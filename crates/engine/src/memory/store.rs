//! Committed document state of the memory engine
//!
//! Every write gets a fresh CAS from a single monotonic counter. A CAS of 0
//! means "absent" in read sets, so allocation starts at 1.

use parking_lot::RwLock;
use std::collections::{BTreeMap, HashMap};
use std::sync::atomic::{AtomicU64, Ordering};

use courier_core::{DocId, Error, Keyspace, Result};

/// A committed document version.
#[derive(Debug, Clone, PartialEq, Eq)]
pub struct StoredDoc {
    /// Encoded content
    pub content: Vec<u8>,
    /// CAS of this version
    pub cas: u64,
}

/// A write staged by an attempt, applied at commit.
#[derive(Debug, Clone, PartialEq, Eq)]
pub enum StagedWrite {
    /// Insert or replace with a provisional CAS
    Put(StoredDoc),
    /// Remove
    Remove,
}

/// Shared document store backing a `MemoryEngine`.
#[derive(Debug)]
pub struct DocumentStore {
    docs: RwLock<BTreeMap<DocId, StoredDoc>>,
    next_cas: AtomicU64,
}

impl Default for DocumentStore {
    fn default() -> Self {
        Self::new()
    }
}

impl DocumentStore {
    /// Empty store
    pub fn new() -> Self {
        Self {
            docs: RwLock::new(BTreeMap::new()),
            next_cas: AtomicU64::new(1),
        }
    }

    /// Allocate a CAS value
    pub fn next_cas(&self) -> u64 {
        self.next_cas.fetch_add(1, Ordering::Relaxed)
    }

    /// Write a document outside of any transaction. Returns the new CAS.
    pub fn upsert(&self, id: DocId, content: impl Into<Vec<u8>>) -> u64 {
        let cas = self.next_cas();
        self.docs.write().insert(
            id,
            StoredDoc {
                content: content.into(),
                cas,
            },
        );
        cas
    }

    /// Committed version of a document
    pub fn get(&self, id: &DocId) -> Option<StoredDoc> {
        self.docs.read().get(id).cloned()
    }

    /// Committed CAS of a document, 0 when absent
    pub fn current_cas(&self, id: &DocId) -> u64 {
        self.docs.read().get(id).map(|doc| doc.cas).unwrap_or(0)
    }

    /// Committed documents of one keyspace, ordered by key
    pub fn scan(&self, keyspace: &Keyspace) -> Vec<(DocId, StoredDoc)> {
        self.docs
            .read()
            .iter()
            .filter(|(id, _)| &id.keyspace == keyspace)
            .map(|(id, doc)| (id.clone(), doc.clone()))
            .collect()
    }

    /// Number of committed documents
    pub fn len(&self) -> usize {
        self.docs.read().len()
    }

    /// Whether the store holds no documents
    pub fn is_empty(&self) -> bool {
        self.docs.read().is_empty()
    }

    /// Validate `reads` and apply `writes` atomically.
    ///
    /// Every entry of `reads` maps a document to the CAS observed by the
    /// attempt (0 if it was absent). If any of them changed, nothing is
    /// applied and the result is `Conflict`.
    pub fn commit(
        &self,
        reads: &HashMap<DocId, u64>,
        writes: BTreeMap<DocId, StagedWrite>,
    ) -> Result<()> {
        let mut docs = self.docs.write();

        for (id, read_cas) in reads {
            let current_cas = docs.get(id).map(|doc| doc.cas).unwrap_or(0);
            if current_cas != *read_cas {
                return Err(Error::Conflict {
                    reason: format!(
                        "{} changed since read (read cas {}, current cas {})",
                        id, read_cas, current_cas
                    ),
                });
            }
        }

        for (id, write) in writes {
            match write {
                StagedWrite::Put(doc) => {
                    docs.insert(id, doc);
                }
                StagedWrite::Remove => {
                    docs.remove(&id);
                }
            }
        }
        Ok(())
    }
}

## [AIM OF THE TASK]
The answer should consist of the lines from the first line of the entries through the line with "of this version", copied exactly.

## [RESULT OF THE TASK]
filename crates/engine/src/memory/store.rs
//! Committed document state of the memory engine
//!
//! Every write gets a fresh CAS from a single monotonic counter. A CAS of 0
//! means "absent" in read sets, so allocation starts at 1.

use parking_lot::RwLock;
use std::collections::{BTreeMap, HashMap};
use std::sync::atomic::{AtomicU64, Ordering};

use courier_core::{DocId, Error, Keyspace, Result};

/// A committed document version.
#[derive(Debug, Clone, PartialEq, Eq)]
pub struct StoredDoc {
    /// Encoded content
    pub content: Vec<u8>,
    /// CAS of this version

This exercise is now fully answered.